Car il est inconcevable de comprendre comment fonctionnent les émotions et les sentiments si on oublie le corps. Les émotions n'existent que parce que l'organisme doit s'adapter à l'environnement : la peur immobilise la proie pour mieux la camoufler, la colère donne la force d'agresser pour se défendre, le plaisir donne l'envie de réitérer ce qui s'est révélé bon pour l'individu.

Vous êtes l'un des premiers neuroscientifiques à avoir ouvert de façon si convaincante les sciences cognitives au champ des émotions. Pouvez-vous nous rappeler ce qui vous y a amené ?

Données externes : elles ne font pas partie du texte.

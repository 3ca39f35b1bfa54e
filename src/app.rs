//! Top-level application orchestration.
//!
//! `src/main.rs` is intentionally tiny; this module is the "real main" that:
//! - parses CLI arguments and resolves the token
//! - validates the reporting period before any network traffic
//! - runs the fetch -> aggregate -> chart -> render pipeline
//! - prints per-stage progress

use clap::Parser;

use crate::cli::{Cli, TOKEN_ENV};
use crate::domain::{ReportConfig, month_label, validate_period};
use crate::error::ReportError;

pub mod pipeline;

/// Entry point for the `report` binary.
pub fn run() -> Result<(), ReportError> {
    let cli = Cli::parse();
    let config = config_from_cli(cli)?;

    println!(
        "Generating donation report for {}...",
        month_label(config.year, config.month)
    );

    let output = pipeline::run_report(&config)?;

    println!(
        "Report generated successfully: {}",
        output.report_path.display()
    );
    Ok(())
}

/// Validate CLI input and resolve the access token.
pub fn config_from_cli(cli: Cli) -> Result<ReportConfig, ReportError> {
    validate_period(cli.year, cli.month)?;
    let token = resolve_token(cli.token)?;
    Ok(ReportConfig {
        api_url: cli.api_url,
        token,
        year: cli.year,
        month: cli.month,
        output: cli.output,
    })
}

/// `--token` wins; otherwise the environment (with `.env` support) supplies
/// the token.
fn resolve_token(flag: Option<String>) -> Result<String, ReportError> {
    if let Some(token) = flag {
        if !token.trim().is_empty() {
            return Ok(token);
        }
    }
    dotenvy::dotenv().ok();
    match std::env::var(TOKEN_ENV) {
        Ok(token) if !token.trim().is_empty() => Ok(token),
        _ => Err(ReportError::validation(format!(
            "missing API token: pass --token or set {TOKEN_ENV}"
        ))),
    }
}
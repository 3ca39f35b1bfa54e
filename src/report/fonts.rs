//! Font discovery for PDF rendering.
//!
//! `genpdf` embeds TrueType fonts, so the report needs a regular/bold/italic/
//! bold-italic family on disk. Search order:
//!
//! 1. `REPORT_FONTS_DIR` (expects the `<Family>-Regular.ttf` naming scheme)
//! 2. well-known system font directories with a DejaVu or Liberation family
//!
//! Nothing here bundles font binaries; the error message names the searched
//! locations so a missing family is easy to fix.

use std::path::{Path, PathBuf};

use genpdf::fonts::{FontData, FontFamily};

use crate::error::ReportError;

/// Environment variable pointing at a directory with
/// `<Family>-{Regular,Bold,Italic,BoldItalic}.ttf` files.
pub const FONTS_DIR_ENV: &str = "REPORT_FONTS_DIR";
/// Family name expected inside `REPORT_FONTS_DIR`.
pub const FONTS_FAMILY_ENV: &str = "REPORT_FONTS_FAMILY";

const DEFAULT_ENV_FAMILY: &str = "Roboto";

/// Known system families: directory, then the four file names in
/// regular/bold/italic/bold-italic order.
const SYSTEM_FAMILIES: &[(&str, [&str; 4])] = &[
    (
        "/usr/share/fonts/truetype/dejavu",
        [
            "DejaVuSans.ttf",
            "DejaVuSans-Bold.ttf",
            "DejaVuSans-Oblique.ttf",
            "DejaVuSans-BoldOblique.ttf",
        ],
    ),
    (
        "/usr/share/fonts/dejavu",
        [
            "DejaVuSans.ttf",
            "DejaVuSans-Bold.ttf",
            "DejaVuSans-Oblique.ttf",
            "DejaVuSans-BoldOblique.ttf",
        ],
    ),
    (
        "/usr/share/fonts/TTF",
        [
            "DejaVuSans.ttf",
            "DejaVuSans-Bold.ttf",
            "DejaVuSans-Oblique.ttf",
            "DejaVuSans-BoldOblique.ttf",
        ],
    ),
    (
        "/usr/share/fonts/truetype/liberation",
        [
            "LiberationSans-Regular.ttf",
            "LiberationSans-Bold.ttf",
            "LiberationSans-Italic.ttf",
            "LiberationSans-BoldItalic.ttf",
        ],
    ),
];

/// Locate a usable font family for report rendering.
pub fn load_font_family() -> Result<FontFamily<FontData>, ReportError> {
    for paths in candidate_families() {
        if paths.iter().all(|p| p.is_file()) {
            return family_from_files(&paths);
        }
    }
    Err(ReportError::render(format!(
        "no usable TTF font family found; searched {} and known system font \
         directories ({}); point {} at a directory with \
         <Family>-Regular.ttf files",
        std::env::var(FONTS_DIR_ENV).unwrap_or_else(|_| "<unset>".to_string()),
        SYSTEM_FAMILIES
            .iter()
            .map(|(dir, _)| *dir)
            .collect::<Vec<_>>()
            .join(", "),
        FONTS_DIR_ENV,
    )))
}

/// Indicates whether a complete font family is present on disk. Tests use
/// this to skip PDF rendering on machines without fonts.
pub fn fonts_available() -> bool {
    candidate_families()
        .iter()
        .any(|paths| paths.iter().all(|p| p.is_file()))
}

fn candidate_families() -> Vec<[PathBuf; 4]> {
    let mut candidates = Vec::new();

    if let Ok(dir) = std::env::var(FONTS_DIR_ENV) {
        let family =
            std::env::var(FONTS_FAMILY_ENV).unwrap_or_else(|_| DEFAULT_ENV_FAMILY.to_string());
        let dir = PathBuf::from(dir);
        candidates.push([
            dir.join(format!("{family}-Regular.ttf")),
            dir.join(format!("{family}-Bold.ttf")),
            dir.join(format!("{family}-Italic.ttf")),
            dir.join(format!("{family}-BoldItalic.ttf")),
        ]);
    }

    for (dir, files) in SYSTEM_FAMILIES {
        let dir = Path::new(dir);
        candidates.push([
            dir.join(files[0]),
            dir.join(files[1]),
            dir.join(files[2]),
            dir.join(files[3]),
        ]);
    }

    candidates
}

fn family_from_files(paths: &[PathBuf; 4]) -> Result<FontFamily<FontData>, ReportError> {
    let load = |path: &PathBuf| -> Result<FontData, ReportError> {
        let bytes = std::fs::read(path).map_err(|e| {
            ReportError::render(format!("failed to read font '{}': {e}", path.display()))
        })?;
        FontData::new(bytes, None).map_err(|e| {
            ReportError::render(format!("invalid font file '{}': {e}", path.display()))
        })
    };
    Ok(FontFamily {
        regular: load(&paths[0])?,
        bold: load(&paths[1])?,
        italic: load(&paths[2])?,
        bold_italic: load(&paths[3])?,
    })
}

#[cfg(test)]
mod tests {
    use super::*;

    #[test]
    fn system_candidates_are_always_probed() {
        // Independent of the environment there is one candidate per known
        // system family.
        let candidates = candidate_families();
        assert!(candidates.len() >= SYSTEM_FAMILIES.len());
    }

    #[test]
    fn load_reports_searched_locations_when_missing() {
        if fonts_available() {
            // A family exists on this machine; loading must succeed.
            assert!(load_font_family().is_ok());
        } else {
            let err = load_font_family().unwrap_err();
            assert!(matches!(err, ReportError::Render(_)));
            assert!(err.to_string().contains(FONTS_DIR_ENV));
        }
    }
}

Mon travail de neurologue m'amène à rencontrer des patients qui ont des lésions cérébrales. Les déficits dont ils souffrent inspirent souvent l'orientation de mes travaux. Le problème des émotions est ainsi devenu très important lorsque les symptômes de certains groupes de patients, et plus précisément d'un patient en particulier (que j'appelle Elliott dans L'Erreur de Descartes) ne pouvaient être expliqués autrement que par un changement de ses émotions. Depuis son opération, il était incapable de gérer son emploi du temps, on ne pouvait plus compter sur lui pour exécuter un travail dans un délai donné. Une fois déchargé de ses activités professionnelles, Elliott s'était lancé dans des opérations financières douteuses, qui l'ont ruiné. Du côté de sa vie privée, la situation n'était pas meilleure. Il a vécu un premier divorce, puis un bref mariage et un nouveau divorce. J'ai commencé par rechercher la cause de son comportement par des tests neuropsychologiques classiques. Mais Elliott les réussissait tous parfaitement. Tant son intelligence que son langage et sa mémoire étaient parfaitement normaux. La seule explication que j'ai pu trouver à son étrange comportement était qu'il n'était plus capable de ressentir des émotions, et spécialement des émotions de type social. J'ai alors fait l'hypothèse suivante : lorsque quelqu'un prend une décision, il ne se sert pas seulement de sa raison ou de ses connaissances. Il a aussi besoin de ses émotions pour guider son choix. Voilà pourquoi Elliott, privé d'émotions depuis sa lésion cérébrale, se trompait si souvent.